Mai-Thu Perret
My sister’s hand in mine
Exhibition from March 18 to April 29, 2022
Opening, Thursday March 17, 2022, from 6 to 8 pm
Nuit des Bains
Thursday March 24, 2022, from 6 to 9 pm
“In 2018–2019, I was invited to produce a site-specific work for Survival Kit 10.1: Outlands, a group exhibition organized by the Latvian Centre for Contemporary Arts in Riga. I started looking at the country’s rich folkloric textile tradition, which is still very much alive today. In particular, I became interested in Latvian mittens and their peculiar pointed shape, and ended up drawing abstract patterns to be knitted into new mittens for the exhibition.” (Mai-Thu Perret, extract from the colophon of the edition, My sister’s hand in mine)
From film to performance, by way of painting, sculpture and installation, Mai-Thu Perret has a multiple artistic practice. As a graduate of English literature at the University of Cambridge, she perfected her artistic technique by taking part in the Independent Study Program at the Whitney Museum of American Art in New York. Narration plays a major role in her work, which combines both literature and the visual arts.

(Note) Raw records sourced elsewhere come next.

use std::sync::Arc;

use tokio::sync::OnceCell;

use crate::{
    auth::{AuthService, TokenIssuer, TokenPair, TokenType},
    domain::Account,
    error::{AppError, Result},
    repository::AccountRepository,
};

#[derive(Debug, Clone)]
pub struct LoginOutcome {
    pub account: Account,
    pub tokens: TokenPair,
    pub must_change_password: bool,
}

/// Resolves login identifiers, verifies credentials and mints API tokens.
pub struct SessionIssuer {
    repo: Arc<dyn AccountRepository>,
    tokens: Arc<TokenIssuer>,
    /// Verified against when no usable account matches, so every failed
    /// login costs one argon2 verification.
    dummy_hash: OnceCell<String>,
}

impl SessionIssuer {
    pub fn new(repo: Arc<dyn AccountRepository>, tokens: Arc<TokenIssuer>) -> Self {
        Self {
            repo,
            tokens,
            dummy_hash: OnceCell::new(),
        }
    }

    async fn dummy_hash(&self) -> Result<&str> {
        let hash = self.dummy_hash
            .get_or_try_init(|| AuthService::hash_password("beacon-unusable-password"))
            .await?;
        Ok(hash.as_str())
    }

    /// An identifier matching an email resolves to that account's username;
    /// anything else is taken as a username.
    pub async fn resolve(&self, identifier: &str) -> Result<Option<Account>> {
        let username = match self.repo.find_by_email(identifier).await? {
            Some(account) => account.username,
            None => identifier.to_string(),
        };

        self.repo.find_by_username(&username).await
    }

    /// Every failure (unknown identifier, inactive account, wrong password)
    /// is the same `InvalidCredentials` error.
    /// Unknown and inactive accounts still pay for a password verification.
    pub async fn authenticate(&self, identifier: &str, password: &str) -> Result<Account> {
        let account = self.resolve(identifier.trim()).await?
            .filter(|account| account.is_active);

        let stored_hash = match &account {
            Some(account) => self.repo.password_hash(account.id).await?,
            None => None,
        };

        let (Some(account), Some(hash)) = (account, stored_hash) else {
            let dummy = self.dummy_hash().await?;
            let _ = AuthService::verify_password(password, dummy).await?;
            return Err(AppError::InvalidCredentials);
        };

        if !AuthService::verify_password(password, &hash).await? {
            tracing::debug!("Password mismatch for {}", account.username);
            return Err(AppError::InvalidCredentials);
        }

        Ok(account)
    }

    pub async fn login(&self, identifier: &str, password: &str) -> Result<LoginOutcome> {
        let account = self.authenticate(identifier, password).await?;

        let tokens = self.tokens.issue_pair(&account)?;
        let must_change_password = self.repo.profile(account.id).await?
            .map(|profile| profile.must_change_password)
            .unwrap_or(false);

        self.repo.record_login(account.id).await?;

        tracing::info!("Issued tokens for {}", account.username);

        Ok(LoginOutcome {
            account,
            tokens,
            must_change_password,
        })
    }

    /// New access token for a still-existing, active account.
    pub async fn refresh(&self, refresh_token: &str) -> Result<String> {
        let claims = self.tokens.verify(refresh_token, TokenType::Refresh)?;

        let account = self.repo.find_by_id(claims.account_id()?).await?
            .filter(|account| account.is_active)
            .ok_or(AppError::Unauthorized)?;

        self.tokens.issue(&account, TokenType::Access)
    }
}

In 1999, Mai-Thu Perret developed The Crystal Frontier, a fictional story about the life of an autonomous group of women based in New Mexico. New Ponderosa, the microsociety imagined by the artist, makes reference to the utopian movements of the early twentieth century, which inspired the currents of the avant-garde. Mai-Thu Perret multiplies the latter’s aesthetic references, notably to abstraction, constructivism and the Bauhaus. Narration creates a space conducive to the creation of material and textual objects specific to this community – manifestos, letters and diaries, embroidery, ceramics and other works – and supports the staging of utopian feminist narratives that characterise a number of the artist’s productions.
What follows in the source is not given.